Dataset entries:

// src/common/response.rs

use axum::{
    http::StatusCode,
    response::{IntoResponse, Response},
    Json,
};
use serde::{Deserialize, Serialize};
use utoipa::{IntoParams, ToSchema};
use validator::Validate;

/// Envelope padrão de sucesso: `{ "success": true, "data": ... }`.
#[derive(Debug, Serialize)]
pub struct ApiResponse<T: Serialize> {
    pub success: bool,
    pub data: T,
    #[serde(skip)]
    status: StatusCode,
}

impl<T: Serialize> ApiResponse<T> {
    pub fn ok(data: T) -> Self {
        Self { success: true, data, status: StatusCode::OK }
    }

    pub fn created(data: T) -> Self {
        Self { success: true, data, status: StatusCode::CREATED }
    }
}

impl<T: Serialize> IntoResponse for ApiResponse<T> {
    fn into_response(self) -> Response {
        let status = self.status;
        (status, Json(self)).into_response()
    }
}

pub const DEFAULT_PAGE_LIMIT: i64 = 20;
pub const MAX_PAGE_LIMIT: i64 = 100;
pub const MAX_PAGE: i64 = 1_000_000;

fn default_page() -> i64 {
    1
}

fn default_limit() -> i64 {
    DEFAULT_PAGE_LIMIT
}

#[derive(Debug, Clone, Copy, Deserialize, Validate, IntoParams)]
#[into_params(parameter_in = Query)]
pub struct PaginationQuery {
    #[serde(default = "default_page")]
    #[validate(range(min = 1, max = 1_000_000, message = "Номер страницы должен быть от 1 до 1000000"))]
    pub page: i64,

    #[serde(default = "default_limit")]
    #[validate(range(min = 1, max = 100, message = "Лимит должен быть от 1 до 100"))]
    pub limit: i64,
}

impl Default for PaginationQuery {
    fn default() -> Self {
        Self { page: default_page(), limit: default_limit() }
    }
}

impl PaginationQuery {
    pub fn offset(&self) -> i64 {
        (self.page.clamp(1, MAX_PAGE) - 1) * self.limit()
    }

    pub fn limit(&self) -> i64 {
        self.limit.clamp(1, MAX_PAGE_LIMIT)
    }
}

#[derive(Debug, Clone, Serialize, ToSchema)]
pub struct PaginationMeta {
    pub page: i64,
    pub limit: i64,
    pub total: i64,
    pub pages: i64,
}

#[derive(Debug, Serialize, ToSchema)]
pub struct Paginated<T: Serialize> {
    pub items: Vec<T>,
    pub pagination: PaginationMeta,
}

impl<T: Serialize> Paginated<T> {
    pub fn new(items: Vec<T>, query: &PaginationQuery, total: i64) -> Self {
        let limit = query.limit();
        let pages = if total <= 0 { 0 } else { (total + limit - 1) / limit };
        Self {
            items,
            pagination: PaginationMeta { page: query.page.clamp(1, MAX_PAGE), limit, total, pages },
        }
    }
}

#[cfg(test)]
mod tests {
    use super::*;

    #[test]
    fn pages_round_up() {
        let query = PaginationQuery { page: 2, limit: 20 };
        let page = Paginated::new(vec![1, 2, 3], &query, 41);
        assert_eq!(page.pagination.pages, 3);
        assert_eq!(page.pagination.total, 41);
        assert_eq!(query.offset(), 20);
    }

    #[test]
    fn empty_result_has_zero_pages() {
        let page: Paginated<i32> = Paginated::new(vec![], &PaginationQuery::default(), 0);
        assert_eq!(page.pagination.pages, 0);
        assert_eq!(page.pagination.page, 1);
        assert_eq!(page.pagination.limit, DEFAULT_PAGE_LIMIT);
    }

    #[test]
    fn oversized_limit_is_clamped() {
        let query = PaginationQuery { page: 1, limit: 5000 };
        assert_eq!(query.limit(), MAX_PAGE_LIMIT);
        assert!(query.validate().is_err());
    }

    #[test]
    fn huge_page_is_rejected_and_offset_stays_bounded() {
        let query = PaginationQuery { page: i64::MAX, limit: 100 };
        assert!(query.validate().is_err());
        assert_eq!(query.offset(), (MAX_PAGE - 1) * 100);

        let last = PaginationQuery { page: MAX_PAGE, limit: 100 };
        assert!(last.validate().is_ok());
    }

    #[test]
    fn envelope_serializes_success_flag() {
        let body = serde_json::to_value(ApiResponse::ok(vec!["a"])).unwrap();
        assert_eq!(body, serde_json::json!({ "success": true, "data": ["a"] }));
    }
}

TASK DETAILS:
Which lines of the data above contain "Clone"? Copy each one.

RESPONSE BELOW:
#[derive(Debug, Clone, Copy, Deserialize, Validate, IntoParams)]
#[derive(Debug, Clone, Serialize, ToSchema)]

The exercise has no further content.